Theano is built for numbers, not strings of characters. We'll feed our recurrent neural network with ids of characters from our dictionary.

To create such dictionary, let's assign each character with it's index in tokens list.


In [ ]:
token_to_id = <YOUR CODE: dictionary of symbol -> its identifier (index in tokens list)>

id_to_token = <dictionary of symbol identifier -> symbol itself>

In [ ]:
import matplotlib.pyplot as plt
%matplotlib inline
plt.hist(list(map(len, names)), bins=25)

# truncate names longer than MAX_LEN characters.
MAX_LEN = min([60, max(list(map(len, names)))])
# ADJUST IF YOU ARE UP TO SOMETHING SERIOUS

Cast everything from symbols into identifiers


In [ ]:
names_ix = list(map(lambda name: list(map(token_to_id.get, name)), names))

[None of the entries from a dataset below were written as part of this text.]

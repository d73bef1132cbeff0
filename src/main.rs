use anyhow::{Context, Result};
use clap::Parser;
use std::path::PathBuf;
use tracing_subscriber::EnvFilter;

use raindrop2rss::app::{self, RunOptions};
use raindrop2rss::config::{Config, ConfigError};
use raindrop2rss::publish;

#[derive(Parser, Debug)]
#[command(
    name = "raindrop2rss",
    about = "Tool to get links from raindrop.io and publish them as an RSS feed.",
    after_help = "Run it from cron; the feed is only rewritten when new links arrive."
)]
struct Args {
    /// Verbose output
    #[arg(short, long)]
    verbose: bool,

    /// Dump rss to stdout
    #[arg(short = 'o', long)]
    stdout: bool,

    /// Install css, JavaScript, and svg resources
    #[arg(short, long)]
    install: bool,

    /// Download all raindrops (not just unsorted)
    #[arg(short, long)]
    all: bool,

    /// Configuration file
    #[arg(short, long, value_name = "FILE", default_value = "raindrop2rss.cfg")]
    config: PathBuf,

    /// Directory holding the assets copied by --install
    #[arg(short, long, value_name = "DIR", default_value = "resources")]
    resources: PathBuf,
}

#[tokio::main(flavor = "current_thread")]
async fn main() -> Result<()> {
    let args = Args::parse();

    // Logs go to stderr so --stdout output stays a clean feed document
    let default_filter = if args.verbose {
        "raindrop2rss=debug"
    } else {
        "raindrop2rss=warn"
    };
    tracing_subscriber::fmt()
        .with_env_filter(
            EnvFilter::try_from_default_env().unwrap_or_else(|_| EnvFilter::new(default_filter)),
        )
        .with_writer(std::io::stderr)
        .init();

    let config = match Config::load(&args.config) {
        Ok(config) => config,
        Err(ConfigError::NotFound(path)) => {
            eprintln!("Can't find configuration file {}.", path.display());
            std::process::exit(1);
        }
        Err(e) => return Err(e).context("Failed to load configuration"),
    };

    if args.install {
        let dir = publish::install_assets(&config, &args.resources)?;
        println!(
            "Installed css, svg, JavaScript, and favicon to {}",
            dir.display()
        );
        return Ok(());
    }

    let report = app::run(
        &config,
        RunOptions {
            stdout: args.stdout,
            all: args.all,
        },
    )
    .await?;

    tracing::debug!(
        changed = report.sync.changed(),
        written = report.written,
        "Run finished"
    );
    Ok(())
}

# crop long names and pad short ones
for i in range(len(names_ix)):
    names_ix[i] = names_ix[i][:MAX_LEN]  # crop too long

    if len(names_ix[i]) < MAX_LEN:
        names_ix[i] += [token_to_id[" "]] * \
            (MAX_LEN - len(names_ix[i]))  # pad too short

assert len(set(map(len, names_ix))) == 1

names_ix = np.array(names_ix)

Input variables


In [ ]:
from agentnet import Recurrence
from lasagne.layers import *
from agentnet.memory import *
from agentnet.resolver import ProbabilisticResolver

In [ ]:
sequence = T.matrix('token sequence', 'int64')

inputs = sequence[:, :-1]
targets = sequence[:, 1:]


l_input_sequence = InputLayer(shape=(None, None), input_var=inputs)

Build NN

You'll be building a model that takes token sequence and predicts next tokens at each tick

This is basically equivalent to how rnn step was described in the lecture


In [ ]:
# One step of rnn
class step:

    # inputs
    inp = InputLayer((None,), name='current character')
    h_prev = InputLayer((None, 10), name='previous rnn state')

    # recurrent part
    emb = EmbeddingLayer(inp, len(tokens), 30, name='emb')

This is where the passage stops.